Excerpted records:
....................

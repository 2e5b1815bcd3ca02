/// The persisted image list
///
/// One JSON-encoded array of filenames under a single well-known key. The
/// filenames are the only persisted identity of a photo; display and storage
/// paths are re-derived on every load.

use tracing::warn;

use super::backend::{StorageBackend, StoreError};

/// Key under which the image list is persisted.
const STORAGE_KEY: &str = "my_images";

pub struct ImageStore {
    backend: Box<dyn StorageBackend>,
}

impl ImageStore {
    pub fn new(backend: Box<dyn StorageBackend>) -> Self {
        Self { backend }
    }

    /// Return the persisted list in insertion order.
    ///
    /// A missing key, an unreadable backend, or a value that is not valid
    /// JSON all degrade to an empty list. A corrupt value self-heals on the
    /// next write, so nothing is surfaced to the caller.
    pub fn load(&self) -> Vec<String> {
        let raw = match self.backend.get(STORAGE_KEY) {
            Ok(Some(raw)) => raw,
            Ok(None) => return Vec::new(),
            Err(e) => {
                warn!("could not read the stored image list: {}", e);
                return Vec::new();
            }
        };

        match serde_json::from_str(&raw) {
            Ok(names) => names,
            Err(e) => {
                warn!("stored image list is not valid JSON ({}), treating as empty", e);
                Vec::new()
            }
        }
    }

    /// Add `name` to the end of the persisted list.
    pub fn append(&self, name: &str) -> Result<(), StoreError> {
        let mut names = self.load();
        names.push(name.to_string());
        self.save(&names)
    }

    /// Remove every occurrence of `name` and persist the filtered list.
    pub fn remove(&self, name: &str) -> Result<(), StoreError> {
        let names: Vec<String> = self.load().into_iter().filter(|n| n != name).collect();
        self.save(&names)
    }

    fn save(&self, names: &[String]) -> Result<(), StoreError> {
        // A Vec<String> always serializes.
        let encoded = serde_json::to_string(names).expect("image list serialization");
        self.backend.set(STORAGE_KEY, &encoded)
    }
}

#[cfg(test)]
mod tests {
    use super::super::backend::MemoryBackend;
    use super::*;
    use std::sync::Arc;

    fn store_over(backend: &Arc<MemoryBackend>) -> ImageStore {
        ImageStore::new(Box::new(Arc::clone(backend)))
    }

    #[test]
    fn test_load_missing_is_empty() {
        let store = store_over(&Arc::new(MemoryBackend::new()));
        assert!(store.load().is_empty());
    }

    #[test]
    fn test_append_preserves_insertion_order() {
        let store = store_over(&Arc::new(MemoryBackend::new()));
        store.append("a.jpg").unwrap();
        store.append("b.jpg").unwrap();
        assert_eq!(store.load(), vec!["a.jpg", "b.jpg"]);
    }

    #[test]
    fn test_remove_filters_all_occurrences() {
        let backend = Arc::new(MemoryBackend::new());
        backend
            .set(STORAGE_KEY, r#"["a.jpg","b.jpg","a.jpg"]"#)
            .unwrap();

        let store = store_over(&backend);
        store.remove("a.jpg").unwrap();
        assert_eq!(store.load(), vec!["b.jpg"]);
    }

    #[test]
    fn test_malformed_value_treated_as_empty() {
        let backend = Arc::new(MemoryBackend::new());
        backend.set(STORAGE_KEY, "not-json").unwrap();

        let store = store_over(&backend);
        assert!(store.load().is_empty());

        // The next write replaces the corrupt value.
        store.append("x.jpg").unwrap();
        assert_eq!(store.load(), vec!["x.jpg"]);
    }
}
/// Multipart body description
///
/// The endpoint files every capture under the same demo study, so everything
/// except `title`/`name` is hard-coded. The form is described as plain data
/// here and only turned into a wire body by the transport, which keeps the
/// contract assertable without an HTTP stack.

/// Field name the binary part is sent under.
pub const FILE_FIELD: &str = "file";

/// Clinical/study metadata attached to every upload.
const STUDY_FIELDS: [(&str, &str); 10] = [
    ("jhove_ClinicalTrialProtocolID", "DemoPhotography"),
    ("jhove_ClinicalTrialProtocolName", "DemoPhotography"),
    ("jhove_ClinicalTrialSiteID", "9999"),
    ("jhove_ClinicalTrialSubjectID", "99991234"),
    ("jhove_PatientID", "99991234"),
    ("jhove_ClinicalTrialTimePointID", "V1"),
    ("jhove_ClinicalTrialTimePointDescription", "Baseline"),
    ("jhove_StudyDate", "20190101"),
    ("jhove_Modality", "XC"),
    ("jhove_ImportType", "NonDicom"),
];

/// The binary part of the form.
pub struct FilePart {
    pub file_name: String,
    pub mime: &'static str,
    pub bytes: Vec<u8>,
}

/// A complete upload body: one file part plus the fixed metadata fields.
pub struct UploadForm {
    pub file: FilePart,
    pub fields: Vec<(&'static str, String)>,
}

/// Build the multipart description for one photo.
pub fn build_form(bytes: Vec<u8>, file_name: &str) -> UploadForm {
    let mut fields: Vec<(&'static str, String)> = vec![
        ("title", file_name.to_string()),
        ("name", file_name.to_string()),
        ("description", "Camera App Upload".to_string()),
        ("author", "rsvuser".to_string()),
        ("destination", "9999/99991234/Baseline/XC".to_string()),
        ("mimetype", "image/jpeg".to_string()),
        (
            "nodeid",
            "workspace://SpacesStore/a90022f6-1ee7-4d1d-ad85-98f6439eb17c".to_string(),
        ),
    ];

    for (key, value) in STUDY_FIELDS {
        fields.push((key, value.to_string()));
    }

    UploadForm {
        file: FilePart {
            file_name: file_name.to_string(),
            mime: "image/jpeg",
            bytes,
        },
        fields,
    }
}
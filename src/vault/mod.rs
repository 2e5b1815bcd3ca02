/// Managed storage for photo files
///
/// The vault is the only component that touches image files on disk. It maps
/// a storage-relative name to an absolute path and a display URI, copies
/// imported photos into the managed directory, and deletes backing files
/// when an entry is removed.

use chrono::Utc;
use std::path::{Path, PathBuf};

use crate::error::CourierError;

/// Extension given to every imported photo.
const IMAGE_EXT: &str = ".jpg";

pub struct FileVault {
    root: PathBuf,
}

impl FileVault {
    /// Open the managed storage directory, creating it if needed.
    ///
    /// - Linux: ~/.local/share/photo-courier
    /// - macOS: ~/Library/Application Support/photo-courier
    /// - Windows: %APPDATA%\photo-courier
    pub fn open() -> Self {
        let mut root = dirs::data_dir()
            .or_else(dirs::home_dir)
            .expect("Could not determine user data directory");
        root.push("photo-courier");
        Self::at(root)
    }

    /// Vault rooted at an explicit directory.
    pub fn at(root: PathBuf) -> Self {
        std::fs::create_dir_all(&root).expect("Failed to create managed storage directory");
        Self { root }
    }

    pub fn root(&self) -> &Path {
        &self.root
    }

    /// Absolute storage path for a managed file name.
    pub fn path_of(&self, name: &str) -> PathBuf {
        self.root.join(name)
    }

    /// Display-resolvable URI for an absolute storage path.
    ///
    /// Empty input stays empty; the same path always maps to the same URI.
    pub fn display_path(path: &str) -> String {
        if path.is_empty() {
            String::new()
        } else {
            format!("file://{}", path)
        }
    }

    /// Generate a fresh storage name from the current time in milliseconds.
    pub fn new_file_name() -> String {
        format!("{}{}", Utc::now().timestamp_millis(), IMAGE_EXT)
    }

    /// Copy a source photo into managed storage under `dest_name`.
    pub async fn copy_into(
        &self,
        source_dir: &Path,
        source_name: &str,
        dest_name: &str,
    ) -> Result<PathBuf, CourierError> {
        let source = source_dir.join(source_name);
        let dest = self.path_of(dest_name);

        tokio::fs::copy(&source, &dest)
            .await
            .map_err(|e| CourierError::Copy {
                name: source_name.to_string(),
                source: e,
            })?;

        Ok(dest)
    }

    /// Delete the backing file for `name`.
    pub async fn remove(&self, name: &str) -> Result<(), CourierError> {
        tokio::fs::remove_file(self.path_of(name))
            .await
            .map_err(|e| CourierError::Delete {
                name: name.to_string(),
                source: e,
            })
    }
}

....................

What is required:
Each record above should be given again exactly as it appears.

Task result:
repository 2e5b1815bcd3ca02
/// The persisted image list
///
/// One JSON-encoded array of filenames under a single well-known key. The
/// filenames are the only persisted identity of a photo; display and storage
/// paths are re-derived on every load.

use tracing::warn;

use super::backend::{StorageBackend, StoreError};

/// Key under which the image list is persisted.
const STORAGE_KEY: &str = "my_images";

pub struct ImageStore {
    backend: Box<dyn StorageBackend>,
}

impl ImageStore {
    pub fn new(backend: Box<dyn StorageBackend>) -> Self {
        Self { backend }
    }

    /// Return the persisted list in insertion order.
    ///
    /// A missing key, an unreadable backend, or a value that is not valid
    /// JSON all degrade to an empty list. A corrupt value self-heals on the
    /// next write, so nothing is surfaced to the caller.
    pub fn load(&self) -> Vec<String> {
        let raw = match self.backend.get(STORAGE_KEY) {
            Ok(Some(raw)) => raw,
            Ok(None) => return Vec::new(),
            Err(e) => {
                warn!("could not read the stored image list: {}", e);
                return Vec::new();
            }
        };

        match serde_json::from_str(&raw) {
            Ok(names) => names,
            Err(e) => {
                warn!("stored image list is not valid JSON ({}), treating as empty", e);
                Vec::new()
            }
        }
    }

    /// Add `name` to the end of the persisted list.
    pub fn append(&self, name: &str) -> Result<(), StoreError> {
        let mut names = self.load();
        names.push(name.to_string());
        self.save(&names)
    }

    /// Remove every occurrence of `name` and persist the filtered list.
    pub fn remove(&self, name: &str) -> Result<(), StoreError> {
        let names: Vec<String> = self.load().into_iter().filter(|n| n != name).collect();
        self.save(&names)
    }

    fn save(&self, names: &[String]) -> Result<(), StoreError> {
        // A Vec<String> always serializes.
        let encoded = serde_json::to_string(names).expect("image list serialization");
        self.backend.set(STORAGE_KEY, &encoded)
    }
}

#[cfg(test)]
mod tests {
    use super::super::backend::MemoryBackend;
    use super::*;
    use std::sync::Arc;

    fn store_over(backend: &Arc<MemoryBackend>) -> ImageStore {
        ImageStore::new(Box::new(Arc::clone(backend)))
    }

    #[test]
    fn test_load_missing_is_empty() {
        let store = store_over(&Arc::new(MemoryBackend::new()));
        assert!(store.load().is_empty());
    }

    #[test]
    fn test_append_preserves_insertion_order() {
        let store = store_over(&Arc::new(MemoryBackend::new()));
        store.append("a.jpg").unwrap();
        store.append("b.jpg").unwrap();
        assert_eq!(store.load(), vec!["a.jpg", "b.jpg"]);
    }

    #[test]
    fn test_remove_filters_all_occurrences() {
        let backend = Arc::new(MemoryBackend::new());
        backend
            .set(STORAGE_KEY, r#"["a.jpg","b.jpg","a.jpg"]"#)
            .unwrap();

        let store = store_over(&backend);
        store.remove("a.jpg").unwrap();
        assert_eq!(store.load(), vec!["b.jpg"]);
    }

    #[test]
    fn test_malformed_value_treated_as_empty() {
        let backend = Arc::new(MemoryBackend::new());
        backend.set(STORAGE_KEY, "not-json").unwrap();

        let store = store_over(&backend);
        assert!(store.load().is_empty());

        // The next write replaces the corrupt value.
        store.append("x.jpg").unwrap();
        assert_eq!(store.load(), vec!["x.jpg"]);
    }
}
/// Multipart body description
///
/// The endpoint files every capture under the same demo study, so everything
/// except `title`/`name` is hard-coded. The form is described as plain data
/// here and only turned into a wire body by the transport, which keeps the
/// contract assertable without an HTTP stack.

/// Field name the binary part is sent under.
pub const FILE_FIELD: &str = "file";

/// Clinical/study metadata attached to every upload.
const STUDY_FIELDS: [(&str, &str); 10] = [
    ("jhove_ClinicalTrialProtocolID", "DemoPhotography"),
    ("jhove_ClinicalTrialProtocolName", "DemoPhotography"),
    ("jhove_ClinicalTrialSiteID", "9999"),
    ("jhove_ClinicalTrialSubjectID", "99991234"),
    ("jhove_PatientID", "99991234"),
    ("jhove_ClinicalTrialTimePointID", "V1"),
    ("jhove_ClinicalTrialTimePointDescription", "Baseline"),
    ("jhove_StudyDate", "20190101"),
    ("jhove_Modality", "XC"),
    ("jhove_ImportType", "NonDicom"),
];

/// The binary part of the form.
pub struct FilePart {
    pub file_name: String,
    pub mime: &'static str,
    pub bytes: Vec<u8>,
}

/// A complete upload body: one file part plus the fixed metadata fields.
pub struct UploadForm {
    pub file: FilePart,
    pub fields: Vec<(&'static str, String)>,
}

/// Build the multipart description for one photo.
pub fn build_form(bytes: Vec<u8>, file_name: &str) -> UploadForm {
    let mut fields: Vec<(&'static str, String)> = vec![
        ("title", file_name.to_string()),
        ("name", file_name.to_string()),
        ("description", "Camera App Upload".to_string()),
        ("author", "rsvuser".to_string()),
        ("destination", "9999/99991234/Baseline/XC".to_string()),
        ("mimetype", "image/jpeg".to_string()),
        (
            "nodeid",
            "workspace://SpacesStore/a90022f6-1ee7-4d1d-ad85-98f6439eb17c".to_string(),
        ),
    ];

    for (key, value) in STUDY_FIELDS {
        fields.push((key, value.to_string()));
    }

    UploadForm {
        file: FilePart {
            file_name: file_name.to_string(),
            mime: "image/jpeg",
            bytes,
        },
        fields,
    }
}
filename src/vault/mod.rs
repository 2e5b1815bcd3ca02
/// Managed storage for photo files
///
/// The vault is the only component that touches image files on disk. It maps
/// a storage-relative name to an absolute path and a display URI, copies
/// imported photos into the managed directory, and deletes backing files
/// when an entry is removed.

use chrono::Utc;
use std::path::{Path, PathBuf};

use crate::error::CourierError;

/// Extension given to every imported photo.
const IMAGE_EXT: &str = ".jpg";

pub struct FileVault {
    root: PathBuf,
}

impl FileVault {
    /// Open the managed storage directory, creating it if needed.
    ///
    /// - Linux: ~/.local/share/photo-courier
    /// - macOS: ~/Library/Application Support/photo-courier
    /// - Windows: %APPDATA%\photo-courier
    pub fn open() -> Self {
        let mut root = dirs::data_dir()
            .or_else(dirs::home_dir)
            .expect("Could not determine user data directory");
        root.push("photo-courier");
        Self::at(root)
    }

    /// Vault rooted at an explicit directory.
    pub fn at(root: PathBuf) -> Self {
        std::fs::create_dir_all(&root).expect("Failed to create managed storage directory");
        Self { root }
    }

    pub fn root(&self) -> &Path {
        &self.root
    }

    /// Absolute storage path for a managed file name.
    pub fn path_of(&self, name: &str) -> PathBuf {
        self.root.join(name)
    }

    /// Display-resolvable URI for an absolute storage path.
    ///
    /// Empty input stays empty; the same path always maps to the same URI.
    pub fn display_path(path: &str) -> String {
        if path.is_empty() {
            String::new()
        } else {
            format!("file://{}", path)
        }
    }

    /// Generate a fresh storage name from the current time in milliseconds.
    pub fn new_file_name() -> String {
        format!("{}{}", Utc::now().timestamp_millis(), IMAGE_EXT)
    }

    /// Copy a source photo into managed storage under `dest_name`.
    pub async fn copy_into(
        &self,
        source_dir: &Path,
        source_name: &str,
        dest_name: &str,
    ) -> Result<PathBuf, CourierError> {
        let source = source_dir.join(source_name);
        let dest = self.path_of(dest_name);

        tokio::fs::copy(&source, &dest)
            .await
            .map_err(|e| CourierError::Copy {
                name: source_name.to_string(),
                source: e,
            })?;

        Ok(dest)
    }

    /// Delete the backing file for `name`.
    pub async fn remove(&self, name: &str) -> Result<(), CourierError> {
        tokio::fs::remove_file(self.path_of(name))
            .await
            .map_err(|e| CourierError::Delete {
                name: name.to_string(),
                source: e,
            })
    }
}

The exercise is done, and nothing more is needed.